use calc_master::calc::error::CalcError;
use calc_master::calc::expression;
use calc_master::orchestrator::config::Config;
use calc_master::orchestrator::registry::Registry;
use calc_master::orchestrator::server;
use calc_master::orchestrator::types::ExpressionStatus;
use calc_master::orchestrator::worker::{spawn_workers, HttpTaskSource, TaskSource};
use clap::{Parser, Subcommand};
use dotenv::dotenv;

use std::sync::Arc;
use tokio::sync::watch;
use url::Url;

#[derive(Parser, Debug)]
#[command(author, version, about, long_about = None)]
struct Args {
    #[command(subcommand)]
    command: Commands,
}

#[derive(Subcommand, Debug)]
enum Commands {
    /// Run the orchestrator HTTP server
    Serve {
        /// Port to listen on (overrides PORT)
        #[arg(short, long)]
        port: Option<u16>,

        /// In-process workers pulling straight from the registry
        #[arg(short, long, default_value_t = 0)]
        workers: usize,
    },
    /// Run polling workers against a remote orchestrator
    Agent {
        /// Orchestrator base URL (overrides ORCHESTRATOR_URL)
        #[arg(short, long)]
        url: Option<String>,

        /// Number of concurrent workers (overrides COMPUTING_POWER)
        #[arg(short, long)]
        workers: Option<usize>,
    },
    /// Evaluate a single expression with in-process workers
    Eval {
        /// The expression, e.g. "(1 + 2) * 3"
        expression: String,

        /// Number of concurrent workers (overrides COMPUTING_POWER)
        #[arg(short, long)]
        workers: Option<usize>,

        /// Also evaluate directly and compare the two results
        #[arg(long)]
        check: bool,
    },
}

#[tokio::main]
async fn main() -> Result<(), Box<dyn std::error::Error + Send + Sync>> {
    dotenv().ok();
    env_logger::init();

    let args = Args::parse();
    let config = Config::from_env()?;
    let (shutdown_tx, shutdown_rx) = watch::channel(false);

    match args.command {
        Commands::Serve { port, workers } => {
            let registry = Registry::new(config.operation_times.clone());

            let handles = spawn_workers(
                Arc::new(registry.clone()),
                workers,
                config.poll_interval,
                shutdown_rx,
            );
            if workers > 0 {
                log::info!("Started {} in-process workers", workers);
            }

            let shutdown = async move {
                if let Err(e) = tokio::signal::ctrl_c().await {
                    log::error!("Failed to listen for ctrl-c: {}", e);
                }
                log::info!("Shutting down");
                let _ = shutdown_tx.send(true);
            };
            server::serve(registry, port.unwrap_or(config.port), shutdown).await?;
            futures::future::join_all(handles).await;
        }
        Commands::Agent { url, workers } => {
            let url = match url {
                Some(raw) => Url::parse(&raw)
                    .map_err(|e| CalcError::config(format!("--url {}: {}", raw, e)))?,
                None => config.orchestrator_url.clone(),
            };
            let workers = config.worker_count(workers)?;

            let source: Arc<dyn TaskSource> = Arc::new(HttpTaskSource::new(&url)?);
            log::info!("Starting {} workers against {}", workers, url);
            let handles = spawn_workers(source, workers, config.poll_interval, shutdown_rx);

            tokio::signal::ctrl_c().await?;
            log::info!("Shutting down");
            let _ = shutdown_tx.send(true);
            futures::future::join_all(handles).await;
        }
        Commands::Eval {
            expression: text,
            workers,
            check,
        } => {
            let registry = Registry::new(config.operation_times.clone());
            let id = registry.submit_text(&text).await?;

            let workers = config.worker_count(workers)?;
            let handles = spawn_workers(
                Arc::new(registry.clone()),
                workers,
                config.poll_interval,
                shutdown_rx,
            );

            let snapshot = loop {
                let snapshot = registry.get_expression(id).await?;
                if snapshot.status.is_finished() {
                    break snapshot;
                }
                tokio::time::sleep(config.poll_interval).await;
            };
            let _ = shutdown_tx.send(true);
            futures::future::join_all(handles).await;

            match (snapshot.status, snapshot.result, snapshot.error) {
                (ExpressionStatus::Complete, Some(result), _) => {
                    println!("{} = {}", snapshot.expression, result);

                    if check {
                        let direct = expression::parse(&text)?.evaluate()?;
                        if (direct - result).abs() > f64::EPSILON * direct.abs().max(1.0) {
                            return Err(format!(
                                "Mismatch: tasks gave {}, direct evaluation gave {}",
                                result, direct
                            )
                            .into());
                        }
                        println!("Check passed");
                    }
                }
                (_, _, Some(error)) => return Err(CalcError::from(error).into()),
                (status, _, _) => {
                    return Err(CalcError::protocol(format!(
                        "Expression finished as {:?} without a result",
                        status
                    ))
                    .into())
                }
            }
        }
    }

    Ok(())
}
=-=-=-=-=
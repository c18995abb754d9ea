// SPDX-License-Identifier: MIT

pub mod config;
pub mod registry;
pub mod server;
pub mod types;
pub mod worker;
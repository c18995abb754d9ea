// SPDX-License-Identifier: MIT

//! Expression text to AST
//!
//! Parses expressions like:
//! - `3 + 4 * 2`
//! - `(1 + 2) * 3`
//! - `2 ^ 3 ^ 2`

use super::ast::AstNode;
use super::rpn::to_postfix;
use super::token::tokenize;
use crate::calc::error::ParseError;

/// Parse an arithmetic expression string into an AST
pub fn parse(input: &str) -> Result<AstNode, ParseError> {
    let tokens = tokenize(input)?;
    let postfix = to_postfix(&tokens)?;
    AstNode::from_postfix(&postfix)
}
=-=-=-=-=
Using the entries above, find all lines with "Shutting". Copy them.

» **Finished exercise**
                log::info!("Shutting down");
            log::info!("Shutting down");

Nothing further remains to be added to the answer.